Die Zerschlagung von AudiA6 geht auf eine internationale Operation zurück, an der neben Europol auch der United States Secret Service, IRS Criminal Investigation, die polnische Polizei sowie Strafverfolgungsbehörden aus Australien, Kanada, Frankreich, Georgien, Deutschland, Island, Japan, der Schweiz und dem Vereinigten Königreich beteiligt waren. Laut Europol war die Maßnahme das Ergebnis eines früheren Zugriffs der polnischen Polizei, bei dem im September 2025 ein ukrainischer Staatsangehöriger wegen mutmaßlicher Geldwäscheaktivitäten im Zusammenhang mit der AudiA6-Gruppe festgenommen wurde.

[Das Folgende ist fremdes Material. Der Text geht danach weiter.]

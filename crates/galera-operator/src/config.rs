//! Controller settings collected from the command line and environment

use std::time::Duration;

use clap::Args;

use galera_cluster::RateLimiterConfig;

/// Flags of the `controller` subcommand
#[derive(Args, Debug, Clone, PartialEq, Eq)]
pub struct ControllerArgs {
    /// Number of concurrent sync workers
    #[arg(long, env = "GALERA_WORKERS", default_value_t = 1)]
    pub workers: usize,

    /// Only watch this namespace (all namespaces when unset)
    #[arg(long, env = "GALERA_WATCH_NAMESPACE")]
    pub namespace: Option<String>,

    /// Give up startup if the caches have not synced within this many seconds
    #[arg(long, default_value_t = 120)]
    pub cache_sync_timeout_secs: u64,

    /// First retry delay for a failing cluster, in milliseconds
    #[arg(long, default_value_t = 5)]
    pub backoff_base_ms: u64,

    /// Upper bound on the retry delay, in seconds
    #[arg(long, default_value_t = 1000)]
    pub backoff_max_secs: u64,

    /// Emit logs as JSON lines
    #[arg(long)]
    pub log_json: bool,
}

impl Default for ControllerArgs {
    fn default() -> Self {
        Self {
            workers: 1,
            namespace: None,
            cache_sync_timeout_secs: 120,
            backoff_base_ms: 5,
            backoff_max_secs: 1000,
            log_json: false,
        }
    }
}

/// Resolved controller configuration
#[derive(Debug, Clone, PartialEq, Eq)]
pub struct ControllerConfig {
    /// Concurrent sync workers, at least one
    pub workers: usize,
    /// Namespace to watch; `None` watches all namespaces
    pub namespace: Option<String>,
    /// How long startup waits for the caches before giving up
    pub cache_sync_timeout: Duration,
    /// Per-key backoff for requeued clusters
    pub rate_limiter: RateLimiterConfig,
}

impl From<&ControllerArgs> for ControllerConfig {
    fn from(args: &ControllerArgs) -> Self {
        let base_delay = Duration::from_millis(args.backoff_base_ms);
        let max_delay = Duration::from_secs(args.backoff_max_secs).max(base_delay);
        Self {
            workers: args.workers.max(1),
            namespace: args.namespace.clone().filter(|ns| !ns.is_empty()),
            cache_sync_timeout: Duration::from_secs(args.cache_sync_timeout_secs),
            rate_limiter: RateLimiterConfig::new(base_delay, max_delay),
        }
    }
}
#[tokio::test]
async fn cluster_bootstraps_recovers_and_resyncs() {
    let api = FakeApi::with_cluster(3);
    let reconciler = Arc::new(CountingReconciler::default());
    let ctrl = controller(&api, Arc::clone(&reconciler));

    pass(&ctrl).await;
    assert_eq!(api.status().phase, ClusterPhase::PreFlight);
    pass(&ctrl).await;
    assert_eq!(api.status().phase, ClusterPhase::BootstrapFirst);

    // No workload yet: nothing moves
    assert_eq!(
        pass(&ctrl).await,
        SyncOutcome::Synced {
            phase: ClusterPhase::BootstrapFirst,
            changed: false
        }
    );

    api.set_workload(1, 1, 1);
    pass(&ctrl).await;
    assert_eq!(api.status().phase, ClusterPhase::BootstrapFirstRestart);
    assert_eq!(api.status().stateful_set_observed_generation, 1);

    // Restart not picked up yet
    pass(&ctrl).await;
    assert_eq!(api.status().phase, ClusterPhase::BootstrapFirstRestart);

    api.set_workload(1, 1, 2);
    pass(&ctrl).await;
    assert_eq!(api.status().phase, ClusterPhase::BootstrapSecond);

    api.set_workload(2, 2, 3);
    pass(&ctrl).await;
    assert_eq!(api.status().phase, ClusterPhase::BootstrapThird);

    api.set_workload(3, 3, 4);
    pass(&ctrl).await;
    assert_eq!(api.status().phase, ClusterPhase::Operational);
    assert_eq!(api.status().stateful_set_observed_generation, 4);

    pass(&ctrl).await;
    assert_eq!(api.status().stage, ClusterStage::Synced);

    // Every replica lost
    api.set_workload(3, 0, 4);
    pass(&ctrl).await;
    let status = api.status();
    assert_eq!(status.phase, ClusterPhase::Recovery);
    assert_eq!(status.stage, ClusterStage::None);

    // Partial reports: keep waiting
    api.report(vec![
        PodCondition::new("prod-server-0", 5),
        PodCondition::new("prod-server-1", 9),
    ]);
    pass(&ctrl).await;
    assert_eq!(api.status().bootstrap_from, None);

    api.report(vec![
        PodCondition::new("prod-server-0", 5),
        PodCondition::new("prod-server-1", 9),
        PodCondition::new("prod-server-2", 9),
    ]);
    pass(&ctrl).await;
    assert_eq!(api.status().bootstrap_from.as_deref(), Some("prod-server-1"));

    // Designated pod not ready yet
    api.set_pod("prod-server-1", false);
    pass(&ctrl).await;
    assert_eq!(api.status().stage, ClusterStage::None);

    api.set_pod("prod-server-1", true);
    pass(&ctrl).await;
    let status = api.status();
    assert_eq!(status.stage, ClusterStage::PrimaryRecovered);
    assert_eq!(status.bootstrap_from, None);

    api.set_workload(3, 3, 5);
    pass(&ctrl).await;
    let status = api.status();
    assert_eq!(status.phase, ClusterPhase::Operational);
    assert_eq!(status.stage, ClusterStage::Degraded);
    assert!(status.stateful_set_pod_conditions.is_empty());

    pass(&ctrl).await;
    assert_eq!(api.status().stage, ClusterStage::Synced);

    // Dependents are reconciled on every pass
    assert_eq!(reconciler.calls.load(Ordering::SeqCst), 16);
}

#[tokio::test]
async fn bootstrap_follows_the_generated_statefulset() {
    let api = FakeApi::with_cluster(3);
    let ctrl = controller_with(&api, Arc::new(StatefulSetApplier { api: api.clone() }));

    pass(&ctrl).await;
    assert_eq!(api.status().phase, ClusterPhase::PreFlight);
    // Zero replicas before bootstrap, and every counter agrees
    api.roll_out();

    pass(&ctrl).await;
    assert_eq!(api.status().phase, ClusterPhase::BootstrapFirst);
    assert_eq!(api.applied_generation(), Some(2));

    // Cache still shows the settled zero-replica set
    pass(&ctrl).await;
    assert_eq!(api.status().phase, ClusterPhase::BootstrapFirst);

    // Spec visible, first pod not up yet
    api.sync_cache();
    pass(&ctrl).await;
    assert_eq!(api.status().phase, ClusterPhase::BootstrapFirst);

    api.roll_out();
    pass(&ctrl).await;
    assert_eq!(api.status().phase, ClusterPhase::BootstrapFirstRestart);
    assert_eq!(api.status().stateful_set_observed_generation, 2);

    for (expected, generation) in [
        (ClusterPhase::BootstrapSecond, 3),
        (ClusterPhase::BootstrapThird, 4),
        (ClusterPhase::Operational, 5),
    ] {
        let before = api.status().phase;
        // The previous rollout is still what the cache shows
        pass(&ctrl).await;
        assert_eq!(api.status().phase, before);

        api.roll_out();
        pass(&ctrl).await;
        assert_eq!(api.status().phase, expected);
        assert_eq!(api.status().stateful_set_observed_generation, generation);
    }

    pass(&ctrl).await;
    assert_eq!(api.status().stage, ClusterStage::Synced);

    // Losing every pod moves to recovery without touching the pod template
    api.lose_all_pods();
    pass(&ctrl).await;
    assert_eq!(api.status().phase, ClusterPhase::Recovery);
    assert_eq!(api.applied_generation(), Some(5));
}
//! Custom Resource Definitions for the Galera operator

mod cluster;
mod types;

pub use cluster::{
    components, MariaDBCluster, MariaDBClusterSpec, MariaDBClusterStatus, SnapshotSpec,
    DEFAULT_IMAGE, DEFAULT_STORAGE_SIZE,
};
pub use types::{ClusterPhase, ClusterStage, GraState, PodCondition, RecoveryStep};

Diese Festnahme ermöglichte den Behörden nach Angaben von Europol eine forensische Untersuchung sichergestellter elektronischer Geräte. Dabei seien weitere Personen identifiziert worden, die mit der Operation in Verbindung stehen. Im Zuge der Aktion vom 10. Juni 2026 wurden mehrere koordinierte Maßnahmen umgesetzt.

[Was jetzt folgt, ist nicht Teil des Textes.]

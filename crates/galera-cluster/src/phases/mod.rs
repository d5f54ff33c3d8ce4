//! Phase state machine for MariaDBCluster.
//!
//! A sync pass runs in two halves:
//!
//! 1. [`observe`] gathers whatever the current phase needs to look at (the
//!    server StatefulSet, or the designated bootstrap pod). This is the only
//!    part that does I/O and the only part that can fail.
//! 2. [`transform`] is a pure function from `(spec, status, observed)` to the
//!    next status. It either produces the complete mutation for one case of
//!    the transition table or hands the status back untouched.
//!
//! Keeping the second half pure means every transition can be tested without
//! a cluster and no pass ever writes a half-applied status.
//!
//! ```text
//! "" -> PreFlight -> BootstrapFirst -> BootstrapFirstRestart
//!    -> BootstrapSecond -> BootstrapThird -> Operational <-> Recovery
//! ```

mod bootstrap;
mod operational;
mod recovery;
mod workload;

pub use workload::{PodView, WorkloadView};

use galera_common::crd::{
    ClusterPhase, MariaDBCluster, MariaDBClusterSpec, MariaDBClusterStatus, RecoveryStep,
};
use galera_common::{join_key, Error, Result};
use kube::ResourceExt;
use tracing::trace;

use crate::cache::{ClusterCache, PodClient};

/// Dependent state observed for one pass
#[derive(Clone, Debug, Default, PartialEq, Eq)]
pub struct Observed {
    /// The server StatefulSet, when the phase looks at it and it exists
    pub workload: Option<WorkloadView>,
    /// The designated bootstrap replica, during recovery verification
    pub bootstrap_pod: Option<PodView>,
}

/// What a pass decided, for logs and events
#[derive(Clone, Debug, PartialEq, Eq)]
pub enum TransitionOutcome {
    /// Nothing to do yet
    Waiting {
        /// Short description of the unmet condition
        reason: &'static str,
    },
    /// The phase advanced
    PhaseChanged {
        /// Phase before the pass
        from: ClusterPhase,
        /// Phase after the pass
        to: ClusterPhase,
    },
    /// Operational with every replica ready
    Synced,
    /// Recovery picked the replica to re-seed from
    SourceSelected {
        /// Pod hostname
        hostname: String,
        /// Its sequence number
        seq_no: i64,
    },
    /// Recovery found reports it cannot compare
    InvalidReport {
        /// Offending hostnames
        hostnames: Vec<String>,
    },
    /// The bootstrap replica formed a new primary component
    PrimaryRecovered {
        /// Pod hostname
        hostname: String,
    },
    /// The re-formed cluster lost every replica; selection starts over
    RecoveryRestarted,
}

/// Result of [`transform`]
#[derive(Clone, Debug, PartialEq)]
pub struct Transition {
    /// Complete status to persist
    pub status: MariaDBClusterStatus,
    /// What happened
    pub outcome: TransitionOutcome,
}

impl Transition {
    fn wait(status: &MariaDBClusterStatus, reason: &'static str) -> Self {
        Self {
            status: status.clone(),
            outcome: TransitionOutcome::Waiting { reason },
        }
    }

    fn advance(status: MariaDBClusterStatus, from: ClusterPhase) -> Self {
        let to = status.phase;
        Self {
            status,
            outcome: TransitionOutcome::PhaseChanged { from, to },
        }
    }
}

/// Compute the status that follows `status` given what was observed.
pub fn transform(
    spec: &MariaDBClusterSpec,
    status: &MariaDBClusterStatus,
    observed: &Observed,
) -> Transition {
    match status.phase {
        ClusterPhase::New => {
            let mut next = status.clone();
            next.phase = ClusterPhase::PreFlight;
            Transition::advance(next, status.phase)
        }
        // No provisioning checks gate this phase; the conflict guard
        // only reports.
        ClusterPhase::PreFlight => {
            let mut next = status.clone();
            next.phase = ClusterPhase::BootstrapFirst;
            Transition::advance(next, status.phase)
        }
        ClusterPhase::BootstrapFirst
        | ClusterPhase::BootstrapFirstRestart
        | ClusterPhase::BootstrapSecond
        | ClusterPhase::BootstrapThird => bootstrap::step(spec, status, observed.workload.as_ref()),
        ClusterPhase::Operational => operational::step(status, observed.workload.as_ref()),
        ClusterPhase::Recovery => recovery::step(spec, status, observed),
    }
}

/// Whether the current phase judges the server StatefulSet
fn needs_workload(status: &MariaDBClusterStatus) -> bool {
    match status.phase {
        ClusterPhase::Operational => true,
        ClusterPhase::Recovery => status.recovery_step() == RecoveryStep::Reforming,
        phase => phase.is_bootstrapping(),
    }
}

/// Gather the dependent state the current phase needs.
///
/// A StatefulSet that does not exist yet is not an error; the phase simply
/// waits. The bootstrap pod must exist once it has been designated, so its
/// absence is a retryable error.
pub async fn observe(
    cache: &dyn ClusterCache,
    pods: &dyn PodClient,
    cluster: &MariaDBCluster,
    status: &MariaDBClusterStatus,
) -> Result<Observed> {
    let namespace = cluster.namespace().unwrap_or_default();
    let mut observed = Observed::default();

    if needs_workload(status) {
        let server = cluster.server_name();
        observed.workload = cache
            .get_stateful_set(&namespace, &server)?
            .as_ref()
            .map(WorkloadView::from);
        trace!(statefulset = %server, workload = ?observed.workload, "observed workload");
    }

    if status.phase == ClusterPhase::Recovery {
        if let RecoveryStep::Verifying { bootstrap_from } = status.recovery_step() {
            let pod = pods
                .get_pod(&namespace, bootstrap_from)
                .await?
                .ok_or_else(|| Error::not_found("Pod", join_key(&namespace, bootstrap_from)))?;
            observed.bootstrap_pod = Some(PodView::from(&pod));
        }
    }

    Ok(observed)
}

Das US-Justizministerium erhob Anklage gegen die beiden festgenommenen Personen Ruslan Igorevich Tkachuk, 37, und Alexander Vladimirovich Ledenev, 25. Vorgeworfen werden ihnen je ein Fall der Verschwörung zur Geldwäsche von Geldinstrumenten sowie ein Fall der Geldwäsche im Rahmen einer Lockvogeloperation. Im Fall einer Verurteilung drohen beiden bis zu 20 Jahre Haft.

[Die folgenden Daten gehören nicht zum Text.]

//! MariaDBCluster Custom Resource Definition
//!
//! A MariaDBCluster describes a multi-master Galera cluster. The spec is
//! owned by the user; the status is owned exclusively by the controller and
//! records where the cluster stands in its bootstrap/operational/recovery
//! lifecycle.

use std::collections::BTreeMap;

use k8s_openapi::apimachinery::pkg::apis::meta::v1::OwnerReference;
use kube::{CustomResource, Resource, ResourceExt};
use schemars::JsonSchema;
use serde::{Deserialize, Serialize};

use super::types::{ClusterPhase, ClusterStage, PodCondition, RecoveryStep};
use crate::{
    join_key, CLUSTER_LABEL_KEY, COMPONENT_LABEL_KEY, FIELD_MANAGER, MANAGED_BY_LABEL_KEY,
};

/// Default MariaDB image for the server workload
pub const DEFAULT_IMAGE: &str = "mariadb:11.4";

/// Default size of each replica's data volume
pub const DEFAULT_STORAGE_SIZE: &str = "10Gi";

/// Specification for a MariaDBCluster
#[derive(CustomResource, Clone, Debug, Deserialize, Serialize, JsonSchema, PartialEq)]
#[kube(
    group = "galera.dev",
    version = "v1alpha1",
    kind = "MariaDBCluster",
    plural = "mariadbclusters",
    shortname = "mdbc",
    status = "MariaDBClusterStatus",
    namespaced,
    printcolumn = r#"{"name":"Phase","type":"string","jsonPath":".status.phase"}"#,
    printcolumn = r#"{"name":"Stage","type":"string","jsonPath":".status.stage"}"#,
    printcolumn = r#"{"name":"Replicas","type":"integer","jsonPath":".spec.replicas"}"#,
    printcolumn = r#"{"name":"Age","type":"date","jsonPath":".metadata.creationTimestamp"}"#
)]
#[serde(rename_all = "camelCase")]
pub struct MariaDBClusterSpec {
    /// Desired number of database replicas
    pub replicas: i32,

    /// Server container image
    #[serde(default, skip_serializing_if = "Option::is_none")]
    pub image: Option<String>,

    /// Size of each replica's data volume (e.g. "10Gi")
    #[serde(default, skip_serializing_if = "Option::is_none")]
    pub storage_size: Option<String>,

    /// Storage class for replica data volumes
    #[serde(default, skip_serializing_if = "Option::is_none")]
    pub storage_class_name: Option<String>,

    /// Volume used to stage snapshots taken from the cluster
    #[serde(default, skip_serializing_if = "Option::is_none")]
    pub snapshot: Option<SnapshotSpec>,
}

/// Snapshot volume claim parameters
#[derive(Clone, Debug, Default, Deserialize, Serialize, JsonSchema, PartialEq)]
#[serde(rename_all = "camelCase")]
pub struct SnapshotSpec {
    /// Requested size (e.g. "20Gi")
    pub size: String,

    /// Storage class for the snapshot claim
    #[serde(default, skip_serializing_if = "Option::is_none")]
    pub storage_class_name: Option<String>,
}

impl MariaDBClusterSpec {
    /// Validate the cluster specification
    pub fn validate(&self) -> Result<(), crate::Error> {
        if self.replicas < 1 {
            return Err(crate::Error::validation(format!(
                "replicas must be at least 1, got {}",
                self.replicas
            )));
        }
        if let Some(ref snapshot) = self.snapshot {
            if snapshot.size.trim().is_empty() {
                return Err(crate::Error::validation("snapshot.size cannot be empty"));
            }
        }
        Ok(())
    }

    /// Server image, falling back to the default
    pub fn image(&self) -> &str {
        self.image.as_deref().unwrap_or(DEFAULT_IMAGE)
    }

    /// Data volume size, falling back to the default
    pub fn storage_size(&self) -> &str {
        self.storage_size.as_deref().unwrap_or(DEFAULT_STORAGE_SIZE)
    }
}

/// Status for a MariaDBCluster
#[derive(Clone, Debug, Default, Deserialize, Serialize, JsonSchema, PartialEq)]
#[serde(rename_all = "camelCase")]
pub struct MariaDBClusterStatus {
    /// Current lifecycle phase
    #[serde(default)]
    pub phase: ClusterPhase,

    /// Qualifier within the phase
    #[serde(default)]
    pub stage: ClusterStage,

    /// Last StatefulSet generation the controller acted on
    #[serde(default)]
    pub stateful_set_observed_generation: i64,

    /// Replica designated to re-seed the cluster during recovery
    #[serde(default, skip_serializing_if = "Option::is_none")]
    pub bootstrap_from: Option<String>,

    /// Per-replica replication reports collected during recovery
    #[serde(default, skip_serializing_if = "Vec::is_empty")]
    pub stateful_set_pod_conditions: Vec<PodCondition>,
}

impl MariaDBClusterStatus {
    /// Designated bootstrap source, treating an empty string as unset
    pub fn bootstrap_source(&self) -> Option<&str> {
        self.bootstrap_from.as_deref().filter(|s| !s.is_empty())
    }

    /// Typed view of the recovery sub-machine
    pub fn recovery_step(&self) -> RecoveryStep<'_> {
        match self.bootstrap_source() {
            Some(bootstrap_from) => RecoveryStep::Verifying { bootstrap_from },
            None if self.stage == ClusterStage::PrimaryRecovered => RecoveryStep::Reforming,
            None => RecoveryStep::Selecting,
        }
    }
}

/// Managed component names, used for labels and resource naming
pub mod components {
    /// Database server StatefulSet and its headless service
    pub const SERVER: &str = "server";
    /// Client-facing proxy service
    pub const PROXY: &str = "proxy";
    /// Snapshot volume claim
    pub const SNAPSHOT: &str = "snapshot";
}

impl MariaDBCluster {
    /// Current status, or the initial status when none was written yet
    pub fn status_or_default(&self) -> MariaDBClusterStatus {
        self.status.clone().unwrap_or_default()
    }

    /// Current phase
    pub fn phase(&self) -> ClusterPhase {
        self.status.as_ref().map(|s| s.phase).unwrap_or_default()
    }

    /// Work queue key (`namespace/name`)
    pub fn queue_key(&self) -> String {
        join_key(&self.namespace().unwrap_or_default(), &self.name_any())
    }

    /// Name of the server StatefulSet, its headless service and RBAC objects
    pub fn server_name(&self) -> String {
        format!("{}-{}", self.name_any(), components::SERVER)
    }

    /// Name of the client-facing proxy service
    pub fn proxy_name(&self) -> String {
        format!("{}-{}", self.name_any(), components::PROXY)
    }

    /// Name of the snapshot volume claim
    pub fn snapshot_pvc_name(&self) -> String {
        format!("{}-{}", self.name_any(), components::SNAPSHOT)
    }

    /// Labels stamped on every managed resource of `component`
    pub fn labels(&self, component: &str) -> BTreeMap<String, String> {
        BTreeMap::from([
            (CLUSTER_LABEL_KEY.to_string(), self.name_any()),
            (COMPONENT_LABEL_KEY.to_string(), component.to_string()),
            (MANAGED_BY_LABEL_KEY.to_string(), FIELD_MANAGER.to_string()),
        ])
    }

    /// Selector matching the server pods
    pub fn server_selector(&self) -> BTreeMap<String, String> {
        BTreeMap::from([
            (CLUSTER_LABEL_KEY.to_string(), self.name_any()),
            (COMPONENT_LABEL_KEY.to_string(), components::SERVER.to_string()),
        ])
    }

    /// Controller owner reference pointing at this cluster
    ///
    /// None only when the object has no uid yet (never persisted).
    pub fn owner_reference(&self) -> Option<OwnerReference> {
        self.controller_owner_ref(&())
    }
}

Nach Angaben des US-Justizministeriums gingen von den insgesamt rund 10.333 eingezahlten Bitcoin etwa 393,39 BTC, zum Zeitpunkt der Transaktionen rund 19.234.331 US-Dollar wert, direkt aus bekannten Darknet-Märkten, Ransomware-Organisationen, Cybercrime-Diensten und anderen illegalen Quellen ein. Weitere Gelder seien indirekt aus illegalen Quellen in AudiA6-Wallets eingezahlt worden.

Europol beschreibt AudiA6 als Krypto-Geldwäscheoperation im industriellen Maßstab. Das System habe auf Tausenden betrügerischen Konten bei Kryptobörsen basiert, die mit gestohlenen oder gekauften Identitäten eröffnet worden seien. Der Dienst werde mit mehr als 15 Ermittlungen weltweit in Verbindung gebracht, die Ransomware-Angriffe und groß angelegte Diebstähle von Kryptowährungen betreffen.

Vor der Zerschlagung wurde AudiA6 laut Europol als Krypto-Mixing-Dienst vermarktet, der Anonymität und Schnelligkeit versprach. Kunden hätten ihre illegal erzielten Erlöse an von der Gruppe kontrollierte Wallets übertragen und innerhalb einer Stunde „gereinigte“ Gelder zurückerhalten. Die Herkunft der Mittel sei durch eine „komplexe Kette von Transaktionen“ verschleiert worden. Die Kommunikation lief demnach über private Messaging-Plattformen, die Betreiber verlangten Provisionen zwischen 3 und 10 Prozent.

Im Zuge der Ermittlungen wurden laut Europol mehr als 6.000 Know-Your-Customer-Datensätze identifiziert, die mit Geldkurierkonten in Verbindung standen. Viele dieser Konten seien mit russischsprachigen Vermittlern verknüpft gewesen, die gezielt dafür angeworben worden seien, kriminelle Erlöse über Kryptobörsen zu bewegen. AudiA6 habe sowohl kommerzielle E-Mail-Anbieter als auch E-Mail-Adressen unter eigenen Domains genutzt, um solche Konten bei verschiedenen Kryptobörsen zu registrieren.

Frühere Recherchen hatten den Dienst bereits beleuchtet. Intel 471 berichtete im November 2021, dass AudiA6 ein Mindestguthaben von 27 Bitcoin verlangte und eine pauschale Servicegebühr zwischen 3 und 5,5 Prozent erhob. Eine Analyse von TRM Labs ergab zudem noch im Dezember 2025, dass Gelder aus dem LastPass-Hack von 2022 über Cryptex und AudiA6 geleitet wurden. Europol erklärte außerdem, Ransomware-Gruppen und Cybercrime-Netzwerke setzten zunehmend auf Chain-Hopping, dezentrale Börsen und „Mixer als Dienst“, um illegale Kryptowährungen binnen Minuten über mehrere Blockchains zu verschieben.